STUDY MATERIAL:
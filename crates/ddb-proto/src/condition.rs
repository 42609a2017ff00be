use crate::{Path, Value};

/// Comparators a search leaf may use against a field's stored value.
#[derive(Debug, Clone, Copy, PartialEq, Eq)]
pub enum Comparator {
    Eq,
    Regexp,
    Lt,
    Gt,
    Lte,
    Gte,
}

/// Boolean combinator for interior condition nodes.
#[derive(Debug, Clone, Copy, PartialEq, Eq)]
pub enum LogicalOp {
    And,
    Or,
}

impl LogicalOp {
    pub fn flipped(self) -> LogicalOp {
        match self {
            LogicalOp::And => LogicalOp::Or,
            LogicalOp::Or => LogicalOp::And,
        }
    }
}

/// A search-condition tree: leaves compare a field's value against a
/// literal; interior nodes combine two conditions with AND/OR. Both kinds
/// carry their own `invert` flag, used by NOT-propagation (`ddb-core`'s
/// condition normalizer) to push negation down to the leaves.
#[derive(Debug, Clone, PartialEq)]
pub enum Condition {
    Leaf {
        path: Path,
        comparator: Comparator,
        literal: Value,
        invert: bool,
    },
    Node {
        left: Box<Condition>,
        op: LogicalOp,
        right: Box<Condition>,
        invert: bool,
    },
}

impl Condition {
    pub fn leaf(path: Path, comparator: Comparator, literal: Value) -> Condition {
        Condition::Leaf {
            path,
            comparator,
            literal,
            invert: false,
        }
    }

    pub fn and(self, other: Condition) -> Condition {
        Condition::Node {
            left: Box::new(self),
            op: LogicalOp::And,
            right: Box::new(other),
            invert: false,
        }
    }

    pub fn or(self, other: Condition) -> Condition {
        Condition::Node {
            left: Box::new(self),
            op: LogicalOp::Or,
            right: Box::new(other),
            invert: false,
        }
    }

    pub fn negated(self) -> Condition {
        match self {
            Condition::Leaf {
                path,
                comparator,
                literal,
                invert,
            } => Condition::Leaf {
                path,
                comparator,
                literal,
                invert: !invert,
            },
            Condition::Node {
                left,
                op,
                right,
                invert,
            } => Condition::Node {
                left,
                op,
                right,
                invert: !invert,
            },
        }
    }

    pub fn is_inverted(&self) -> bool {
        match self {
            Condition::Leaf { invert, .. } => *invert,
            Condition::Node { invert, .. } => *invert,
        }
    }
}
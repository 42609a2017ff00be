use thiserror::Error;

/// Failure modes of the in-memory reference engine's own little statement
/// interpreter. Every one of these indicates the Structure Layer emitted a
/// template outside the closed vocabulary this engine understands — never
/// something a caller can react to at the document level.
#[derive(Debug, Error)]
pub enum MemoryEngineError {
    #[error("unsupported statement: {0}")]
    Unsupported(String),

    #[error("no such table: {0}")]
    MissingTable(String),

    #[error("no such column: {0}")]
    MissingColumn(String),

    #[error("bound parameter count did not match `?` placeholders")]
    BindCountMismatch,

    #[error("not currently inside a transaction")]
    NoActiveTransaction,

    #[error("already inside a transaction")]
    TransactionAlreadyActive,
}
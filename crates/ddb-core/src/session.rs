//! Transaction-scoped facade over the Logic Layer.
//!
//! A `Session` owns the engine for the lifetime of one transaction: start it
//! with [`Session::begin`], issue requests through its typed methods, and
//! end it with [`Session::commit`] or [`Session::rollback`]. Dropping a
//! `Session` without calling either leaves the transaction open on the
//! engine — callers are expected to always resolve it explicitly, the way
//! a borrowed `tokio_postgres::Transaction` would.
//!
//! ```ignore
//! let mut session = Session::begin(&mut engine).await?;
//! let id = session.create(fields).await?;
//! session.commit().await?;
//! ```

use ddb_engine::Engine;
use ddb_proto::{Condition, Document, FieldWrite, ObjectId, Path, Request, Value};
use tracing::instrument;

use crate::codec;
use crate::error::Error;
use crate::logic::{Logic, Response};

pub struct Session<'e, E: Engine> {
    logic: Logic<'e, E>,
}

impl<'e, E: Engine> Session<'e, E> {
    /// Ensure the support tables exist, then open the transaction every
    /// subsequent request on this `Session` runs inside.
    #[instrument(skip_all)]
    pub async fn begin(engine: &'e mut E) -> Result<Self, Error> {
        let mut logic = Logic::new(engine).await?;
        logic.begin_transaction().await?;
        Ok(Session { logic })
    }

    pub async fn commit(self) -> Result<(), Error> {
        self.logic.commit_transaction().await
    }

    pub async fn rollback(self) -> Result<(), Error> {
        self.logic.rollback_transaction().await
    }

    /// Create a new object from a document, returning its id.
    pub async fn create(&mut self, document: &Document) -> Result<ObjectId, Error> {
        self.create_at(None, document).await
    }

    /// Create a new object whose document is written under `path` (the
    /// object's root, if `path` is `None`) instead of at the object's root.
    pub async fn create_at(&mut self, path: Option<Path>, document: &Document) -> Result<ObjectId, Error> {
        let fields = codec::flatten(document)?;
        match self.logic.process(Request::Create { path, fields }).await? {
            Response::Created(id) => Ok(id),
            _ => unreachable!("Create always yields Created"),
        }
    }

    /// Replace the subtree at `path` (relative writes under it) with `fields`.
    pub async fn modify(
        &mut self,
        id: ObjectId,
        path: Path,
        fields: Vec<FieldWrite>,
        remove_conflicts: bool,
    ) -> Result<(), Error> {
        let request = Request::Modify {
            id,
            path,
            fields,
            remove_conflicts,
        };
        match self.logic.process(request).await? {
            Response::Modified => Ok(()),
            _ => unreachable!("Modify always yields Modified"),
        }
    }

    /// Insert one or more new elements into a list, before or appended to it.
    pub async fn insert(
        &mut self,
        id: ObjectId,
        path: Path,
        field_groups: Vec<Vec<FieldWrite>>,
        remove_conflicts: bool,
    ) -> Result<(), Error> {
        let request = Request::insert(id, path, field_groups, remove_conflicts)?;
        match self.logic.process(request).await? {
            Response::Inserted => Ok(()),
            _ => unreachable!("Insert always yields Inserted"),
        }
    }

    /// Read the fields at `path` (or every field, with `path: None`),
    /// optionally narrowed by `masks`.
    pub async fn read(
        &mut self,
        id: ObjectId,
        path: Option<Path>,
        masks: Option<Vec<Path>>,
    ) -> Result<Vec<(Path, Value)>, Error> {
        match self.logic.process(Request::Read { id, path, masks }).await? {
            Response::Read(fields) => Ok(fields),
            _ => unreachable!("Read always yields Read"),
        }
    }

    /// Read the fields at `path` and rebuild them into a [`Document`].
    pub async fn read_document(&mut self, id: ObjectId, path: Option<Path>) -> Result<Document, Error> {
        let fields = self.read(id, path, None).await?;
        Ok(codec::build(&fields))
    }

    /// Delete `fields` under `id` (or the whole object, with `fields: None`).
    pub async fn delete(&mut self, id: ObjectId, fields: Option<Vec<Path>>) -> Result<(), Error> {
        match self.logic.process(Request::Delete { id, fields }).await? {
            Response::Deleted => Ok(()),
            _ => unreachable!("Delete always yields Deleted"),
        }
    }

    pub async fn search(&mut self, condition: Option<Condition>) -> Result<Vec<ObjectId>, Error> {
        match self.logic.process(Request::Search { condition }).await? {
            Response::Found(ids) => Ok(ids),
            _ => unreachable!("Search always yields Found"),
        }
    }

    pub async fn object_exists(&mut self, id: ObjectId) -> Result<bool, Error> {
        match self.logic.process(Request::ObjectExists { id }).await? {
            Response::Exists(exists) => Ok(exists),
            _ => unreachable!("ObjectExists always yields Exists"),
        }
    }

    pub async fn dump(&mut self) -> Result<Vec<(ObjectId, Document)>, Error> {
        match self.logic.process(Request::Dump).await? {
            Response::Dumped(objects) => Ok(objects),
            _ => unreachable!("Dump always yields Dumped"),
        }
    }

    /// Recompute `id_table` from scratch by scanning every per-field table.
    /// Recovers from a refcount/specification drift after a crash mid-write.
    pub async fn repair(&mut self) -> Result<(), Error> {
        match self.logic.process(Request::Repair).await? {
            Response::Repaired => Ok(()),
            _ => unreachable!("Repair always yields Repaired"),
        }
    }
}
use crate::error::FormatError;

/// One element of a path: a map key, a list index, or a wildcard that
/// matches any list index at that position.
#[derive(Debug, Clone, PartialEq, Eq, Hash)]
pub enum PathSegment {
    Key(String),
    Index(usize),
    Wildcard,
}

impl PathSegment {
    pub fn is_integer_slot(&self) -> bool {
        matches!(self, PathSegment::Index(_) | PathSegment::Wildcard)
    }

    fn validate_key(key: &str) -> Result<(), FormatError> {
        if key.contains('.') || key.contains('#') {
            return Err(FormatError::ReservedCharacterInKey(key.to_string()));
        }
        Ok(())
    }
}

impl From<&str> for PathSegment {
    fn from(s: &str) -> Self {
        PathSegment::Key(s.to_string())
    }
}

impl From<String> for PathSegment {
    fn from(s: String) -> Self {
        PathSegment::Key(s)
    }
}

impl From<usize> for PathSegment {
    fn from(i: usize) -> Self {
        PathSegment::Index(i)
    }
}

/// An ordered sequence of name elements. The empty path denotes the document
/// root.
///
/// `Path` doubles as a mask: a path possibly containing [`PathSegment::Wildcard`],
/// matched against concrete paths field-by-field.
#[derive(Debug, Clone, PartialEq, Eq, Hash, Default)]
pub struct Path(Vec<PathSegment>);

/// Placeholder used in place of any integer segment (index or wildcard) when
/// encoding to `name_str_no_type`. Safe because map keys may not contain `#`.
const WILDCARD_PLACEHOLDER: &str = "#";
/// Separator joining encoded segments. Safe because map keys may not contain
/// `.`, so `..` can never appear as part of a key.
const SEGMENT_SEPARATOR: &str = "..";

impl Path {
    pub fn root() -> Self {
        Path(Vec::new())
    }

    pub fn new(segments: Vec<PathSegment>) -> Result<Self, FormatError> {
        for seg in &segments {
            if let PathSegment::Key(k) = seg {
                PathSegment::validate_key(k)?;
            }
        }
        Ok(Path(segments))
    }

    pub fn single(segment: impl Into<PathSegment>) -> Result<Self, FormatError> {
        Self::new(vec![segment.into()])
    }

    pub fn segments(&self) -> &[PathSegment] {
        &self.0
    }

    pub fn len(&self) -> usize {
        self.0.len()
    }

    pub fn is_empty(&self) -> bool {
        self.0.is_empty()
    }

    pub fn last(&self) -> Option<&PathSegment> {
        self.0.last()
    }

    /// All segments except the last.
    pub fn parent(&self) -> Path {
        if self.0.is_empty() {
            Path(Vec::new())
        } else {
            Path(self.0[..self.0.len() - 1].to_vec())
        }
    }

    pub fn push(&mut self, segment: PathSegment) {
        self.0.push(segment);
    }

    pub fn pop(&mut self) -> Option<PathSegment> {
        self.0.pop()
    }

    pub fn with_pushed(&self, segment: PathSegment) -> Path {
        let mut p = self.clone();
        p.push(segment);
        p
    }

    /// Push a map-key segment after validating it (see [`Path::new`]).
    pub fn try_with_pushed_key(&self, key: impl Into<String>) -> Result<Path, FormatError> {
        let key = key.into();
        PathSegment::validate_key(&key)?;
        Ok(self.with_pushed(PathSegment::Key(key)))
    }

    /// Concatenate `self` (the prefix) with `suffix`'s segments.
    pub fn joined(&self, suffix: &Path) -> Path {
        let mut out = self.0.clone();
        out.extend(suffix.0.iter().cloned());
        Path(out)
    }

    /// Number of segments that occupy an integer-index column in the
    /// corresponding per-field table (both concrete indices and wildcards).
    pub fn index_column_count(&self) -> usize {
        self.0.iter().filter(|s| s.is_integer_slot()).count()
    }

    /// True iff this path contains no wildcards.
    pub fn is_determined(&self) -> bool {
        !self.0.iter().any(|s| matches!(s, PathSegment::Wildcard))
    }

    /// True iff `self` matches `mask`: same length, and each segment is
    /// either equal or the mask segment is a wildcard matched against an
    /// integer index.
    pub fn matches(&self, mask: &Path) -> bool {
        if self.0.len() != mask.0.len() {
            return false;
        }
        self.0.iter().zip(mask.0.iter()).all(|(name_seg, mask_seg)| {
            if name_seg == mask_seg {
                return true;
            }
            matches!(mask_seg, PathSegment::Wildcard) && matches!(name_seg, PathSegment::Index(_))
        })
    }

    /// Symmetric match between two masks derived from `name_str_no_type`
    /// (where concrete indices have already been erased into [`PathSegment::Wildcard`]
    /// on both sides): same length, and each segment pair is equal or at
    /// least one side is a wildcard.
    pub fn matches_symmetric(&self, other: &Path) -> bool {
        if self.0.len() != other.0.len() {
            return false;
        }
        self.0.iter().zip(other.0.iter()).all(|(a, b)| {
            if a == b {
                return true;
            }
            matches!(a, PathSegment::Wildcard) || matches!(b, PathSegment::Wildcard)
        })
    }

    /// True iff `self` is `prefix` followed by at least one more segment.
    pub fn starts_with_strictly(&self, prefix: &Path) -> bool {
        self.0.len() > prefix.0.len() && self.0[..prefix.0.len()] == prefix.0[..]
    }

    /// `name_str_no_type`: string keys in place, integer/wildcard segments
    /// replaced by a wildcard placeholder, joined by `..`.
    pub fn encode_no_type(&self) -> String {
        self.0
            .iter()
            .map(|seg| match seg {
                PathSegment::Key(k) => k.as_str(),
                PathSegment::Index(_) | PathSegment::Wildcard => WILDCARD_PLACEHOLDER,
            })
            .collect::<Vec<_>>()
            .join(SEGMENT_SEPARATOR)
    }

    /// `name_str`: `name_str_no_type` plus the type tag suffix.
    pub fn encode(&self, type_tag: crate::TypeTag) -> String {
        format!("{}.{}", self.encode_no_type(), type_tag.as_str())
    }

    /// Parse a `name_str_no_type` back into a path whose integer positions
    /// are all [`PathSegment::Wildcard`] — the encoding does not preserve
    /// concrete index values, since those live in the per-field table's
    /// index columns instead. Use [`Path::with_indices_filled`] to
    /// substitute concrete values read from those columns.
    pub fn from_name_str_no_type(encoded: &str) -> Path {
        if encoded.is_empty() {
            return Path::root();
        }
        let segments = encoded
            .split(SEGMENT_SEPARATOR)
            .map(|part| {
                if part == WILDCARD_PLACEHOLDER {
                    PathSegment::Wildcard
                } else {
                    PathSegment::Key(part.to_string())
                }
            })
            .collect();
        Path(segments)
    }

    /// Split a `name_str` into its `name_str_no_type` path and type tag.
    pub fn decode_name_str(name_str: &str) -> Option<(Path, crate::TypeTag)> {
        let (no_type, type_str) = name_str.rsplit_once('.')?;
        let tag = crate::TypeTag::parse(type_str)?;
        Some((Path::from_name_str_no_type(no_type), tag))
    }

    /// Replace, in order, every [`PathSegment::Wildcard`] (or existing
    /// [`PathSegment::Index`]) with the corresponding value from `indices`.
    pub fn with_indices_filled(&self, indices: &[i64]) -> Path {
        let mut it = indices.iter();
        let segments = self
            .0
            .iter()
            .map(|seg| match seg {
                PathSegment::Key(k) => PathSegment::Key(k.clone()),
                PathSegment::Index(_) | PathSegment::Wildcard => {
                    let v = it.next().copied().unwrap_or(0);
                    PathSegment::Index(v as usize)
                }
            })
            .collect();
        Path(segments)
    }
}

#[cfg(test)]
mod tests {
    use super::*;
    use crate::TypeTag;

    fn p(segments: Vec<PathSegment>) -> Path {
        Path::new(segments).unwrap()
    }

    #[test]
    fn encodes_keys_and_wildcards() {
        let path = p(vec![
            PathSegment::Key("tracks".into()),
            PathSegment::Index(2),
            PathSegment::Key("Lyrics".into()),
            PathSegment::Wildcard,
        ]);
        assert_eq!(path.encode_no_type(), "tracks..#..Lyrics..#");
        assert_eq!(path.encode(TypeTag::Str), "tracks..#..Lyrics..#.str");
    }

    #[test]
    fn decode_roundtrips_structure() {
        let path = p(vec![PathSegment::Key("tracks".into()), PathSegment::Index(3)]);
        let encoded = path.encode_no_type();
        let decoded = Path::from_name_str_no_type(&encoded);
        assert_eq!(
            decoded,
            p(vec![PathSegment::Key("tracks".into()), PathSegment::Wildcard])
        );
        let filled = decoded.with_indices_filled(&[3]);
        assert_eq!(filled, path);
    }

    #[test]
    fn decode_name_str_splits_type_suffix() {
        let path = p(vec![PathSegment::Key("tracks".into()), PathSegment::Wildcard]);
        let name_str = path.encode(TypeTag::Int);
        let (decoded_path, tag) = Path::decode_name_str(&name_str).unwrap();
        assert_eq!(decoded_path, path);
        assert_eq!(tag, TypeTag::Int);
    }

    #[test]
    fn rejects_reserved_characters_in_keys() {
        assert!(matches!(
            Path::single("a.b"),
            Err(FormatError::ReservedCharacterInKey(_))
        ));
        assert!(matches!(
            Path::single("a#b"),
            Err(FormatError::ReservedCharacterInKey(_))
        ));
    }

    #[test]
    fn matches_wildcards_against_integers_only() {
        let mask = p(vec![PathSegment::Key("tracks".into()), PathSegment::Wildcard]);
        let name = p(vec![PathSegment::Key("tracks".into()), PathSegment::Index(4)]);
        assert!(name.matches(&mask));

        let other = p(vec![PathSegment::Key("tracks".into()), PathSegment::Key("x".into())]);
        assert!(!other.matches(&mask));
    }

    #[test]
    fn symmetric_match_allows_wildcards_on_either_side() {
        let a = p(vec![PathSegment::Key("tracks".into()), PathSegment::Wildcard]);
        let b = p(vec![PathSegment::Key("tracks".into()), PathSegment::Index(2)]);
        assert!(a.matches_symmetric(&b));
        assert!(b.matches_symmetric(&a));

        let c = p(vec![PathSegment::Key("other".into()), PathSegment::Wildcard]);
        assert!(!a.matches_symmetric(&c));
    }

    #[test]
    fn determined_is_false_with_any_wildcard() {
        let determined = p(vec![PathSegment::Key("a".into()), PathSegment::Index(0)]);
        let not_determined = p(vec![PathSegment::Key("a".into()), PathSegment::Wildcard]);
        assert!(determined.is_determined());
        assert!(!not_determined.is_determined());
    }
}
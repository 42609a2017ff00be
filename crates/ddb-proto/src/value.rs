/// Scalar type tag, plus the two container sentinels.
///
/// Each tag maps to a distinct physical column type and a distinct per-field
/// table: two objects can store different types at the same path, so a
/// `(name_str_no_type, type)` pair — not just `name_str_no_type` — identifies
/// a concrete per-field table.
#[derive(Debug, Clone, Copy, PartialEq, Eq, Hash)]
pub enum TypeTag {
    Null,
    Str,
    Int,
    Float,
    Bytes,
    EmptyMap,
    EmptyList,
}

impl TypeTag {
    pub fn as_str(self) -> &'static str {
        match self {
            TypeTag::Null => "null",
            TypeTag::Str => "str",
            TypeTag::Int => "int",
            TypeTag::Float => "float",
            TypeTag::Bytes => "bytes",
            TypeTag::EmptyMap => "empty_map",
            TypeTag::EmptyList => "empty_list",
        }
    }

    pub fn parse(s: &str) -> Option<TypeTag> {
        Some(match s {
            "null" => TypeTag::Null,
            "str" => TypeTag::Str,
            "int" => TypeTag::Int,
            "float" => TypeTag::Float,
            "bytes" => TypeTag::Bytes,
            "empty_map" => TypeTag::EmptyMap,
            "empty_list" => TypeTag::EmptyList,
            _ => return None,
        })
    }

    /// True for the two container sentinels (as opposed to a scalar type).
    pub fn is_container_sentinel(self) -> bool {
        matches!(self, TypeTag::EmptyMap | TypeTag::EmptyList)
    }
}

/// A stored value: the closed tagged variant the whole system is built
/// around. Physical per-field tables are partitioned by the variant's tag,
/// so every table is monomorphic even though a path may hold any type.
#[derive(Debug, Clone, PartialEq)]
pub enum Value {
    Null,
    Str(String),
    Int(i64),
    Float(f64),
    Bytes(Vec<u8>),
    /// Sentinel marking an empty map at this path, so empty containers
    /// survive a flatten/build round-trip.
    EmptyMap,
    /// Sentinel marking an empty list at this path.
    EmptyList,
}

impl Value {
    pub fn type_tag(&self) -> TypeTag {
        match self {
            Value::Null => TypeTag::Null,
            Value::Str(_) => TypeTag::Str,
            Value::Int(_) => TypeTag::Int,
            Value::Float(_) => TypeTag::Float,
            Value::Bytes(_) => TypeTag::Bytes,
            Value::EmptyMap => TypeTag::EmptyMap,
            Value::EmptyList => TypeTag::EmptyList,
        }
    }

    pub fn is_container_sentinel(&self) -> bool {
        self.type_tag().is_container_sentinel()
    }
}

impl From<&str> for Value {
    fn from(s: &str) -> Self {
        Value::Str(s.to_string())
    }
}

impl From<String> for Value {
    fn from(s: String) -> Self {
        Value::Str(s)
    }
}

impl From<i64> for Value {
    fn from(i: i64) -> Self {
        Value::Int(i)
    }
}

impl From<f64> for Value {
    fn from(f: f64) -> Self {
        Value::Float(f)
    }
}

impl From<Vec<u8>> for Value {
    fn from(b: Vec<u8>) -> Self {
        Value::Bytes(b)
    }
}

YOUR TASK: Using the material above, return each line in which the word "Debug" occurs.

RESULT BELOW:
#[derive(Debug, Clone, Copy, PartialEq, Eq)]
#[derive(Debug, Clone, Copy, PartialEq, Eq)]
#[derive(Debug, Clone, PartialEq)]
#[derive(Debug, Error)]
#[derive(Debug, Clone, PartialEq, Eq, Hash)]
#[derive(Debug, Clone, PartialEq, Eq, Hash, Default)]
#[derive(Debug, Clone, Copy, PartialEq, Eq, Hash)]
#[derive(Debug, Clone, PartialEq)]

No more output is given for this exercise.